Case Report: A 14 years-old boy (weight=63kg) was admitted to the paediatric intensive care unit with acute necrotizing pancreatitis and oesophageal perforation. Persistent hyperglycaemia with low c-peptide levels (12pmol/l with glucose level of 14.4mmol/L), suggested diabetes secondary to pancreatic beta-cell failure. He was started on VRIII from Day-2 of admission and required daily insulin doses of 0.9-1.2unit/kg while on total parental nutrition (TPN). The clinical course was complicated by near complete necrosis of pancreas and peripancreatic collections.
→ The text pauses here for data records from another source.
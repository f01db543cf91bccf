//! CLI subcommands: init, validate, synth, list, audit, removal, verify, status.

use crate::core::types::{DeletionPolicy, ProvenanceEvent, StackConfig};
use crate::core::{audit, manifest, parser, resolver, synth};
use crate::error::{Error, Result};
use crate::stack::MIGRATION_STACK_YAML;
use crate::tripwire::{eventlog, verify};
use clap::{CommandFactory, Parser, Subcommand};
use clap_complete::Shell;
use std::path::{Path, PathBuf};
use std::time::Instant;

const DEFAULT_FILE: &str = "stack.yaml";
const DEFAULT_OUT: &str = "stack.out";

#[derive(Parser, Debug)]
#[command(
    name = "migrastack",
    version,
    about = "Rust-native declarative stack synthesis: typed declarations in, deployable templates out"
)]
pub struct Cli {
    /// Increase log verbosity (-v info, -vv debug); MIGRASTACK_LOG overrides
    #[arg(short, long, action = clap::ArgAction::Count, global = true)]
    pub verbose: u8,

    #[command(subcommand)]
    pub command: Commands,
}

#[derive(Subcommand, Debug)]
pub enum Commands {
    /// Write the migration stack declaration as a starting point
    Init {
        /// Directory to initialize (default: current)
        #[arg(default_value = ".")]
        path: PathBuf,
    },

    /// Validate stack.yaml without synthesizing
    Validate {
        /// Path to stack.yaml
        #[arg(short, long, default_value = DEFAULT_FILE)]
        file: PathBuf,
    },

    /// Synthesize the template and assembly manifest
    Synth {
        /// Path to stack.yaml
        #[arg(short, long, default_value = DEFAULT_FILE)]
        file: PathBuf,

        /// Assembly output directory
        #[arg(short, long, default_value = DEFAULT_OUT)]
        out: PathBuf,

        /// Print the template instead of writing the assembly
        #[arg(long)]
        stdout: bool,
    },

    /// List synthesized resources
    List {
        /// Path to stack.yaml
        #[arg(short, long, default_value = DEFAULT_FILE)]
        file: PathBuf,
    },

    /// Report unsafe defaults (open admin ports, destructive removal)
    Audit {
        /// Path to stack.yaml
        #[arg(short, long, default_value = DEFAULT_FILE)]
        file: PathBuf,

        /// Exit non-zero on any warning (for CI)
        #[arg(long)]
        deny_warnings: bool,
    },

    /// Preview what happens to each resource when the stack is removed
    Removal {
        /// Path to stack.yaml
        #[arg(short, long, default_value = DEFAULT_FILE)]
        file: PathBuf,
    },

    /// Check the assembly on disk against its manifest (tripwire)
    Verify {
        /// Assembly output directory
        #[arg(short, long, default_value = DEFAULT_OUT)]
        out: PathBuf,

        /// Exit non-zero on any finding (for CI/cron)
        #[arg(long)]
        tripwire: bool,
    },

    /// Show the assembly manifest
    Status {
        /// Assembly output directory
        #[arg(short, long, default_value = DEFAULT_OUT)]
        out: PathBuf,
    },

    /// Print the JSON Schema of stack.yaml
    Schema,

    /// Generate shell completions
    Completions {
        #[arg(value_enum)]
        shell: Shell,
    },
}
Undulating clinical course, frequent titration of TPN and variable tolerance to nasogastric feeds resulting in frequent unscheduled changes posed significant challenges to conventional insulin pump therapy. Therefore, CamAPS HX FCL was started off-licence on Day-20 following institutional governance approval. The system allowed stable glucose levels with no adverse effects during time on and off TPN and while reintroducing enteral feeds (Table 1). The patient was switched to CamAPS FX (hybrid closed-loop system) on day 25 prior discharge home.
System: | Days admitted | Insulin Total Daily dose (units/kg) | Basal (%) | Time in Range 3.9-10mol/ (%) | Time below range below 3.9mmol/l (%) | Average glucose (mmol/l) | Glucose variability (SD)mmol/lVRIII |
VRIII | 18 | 0.91 | - | 75.6 | 1.2 | 7.8 | 2.6 |
CamAPS HX | 20 | 0.45 | 46 | 89 | 1 | 7.5 | 1.7 |
CamAPS FX | 25 | 0.50 | 23 | 94 | 1 | 7.2 | 1.5 |
Conclusion: This case supports the safe and effective use of FCL systems for inpatient management of paediatric patients with complex nutritional needs. To our knowledge, this is the first reported paediatric inpatient case to use this system.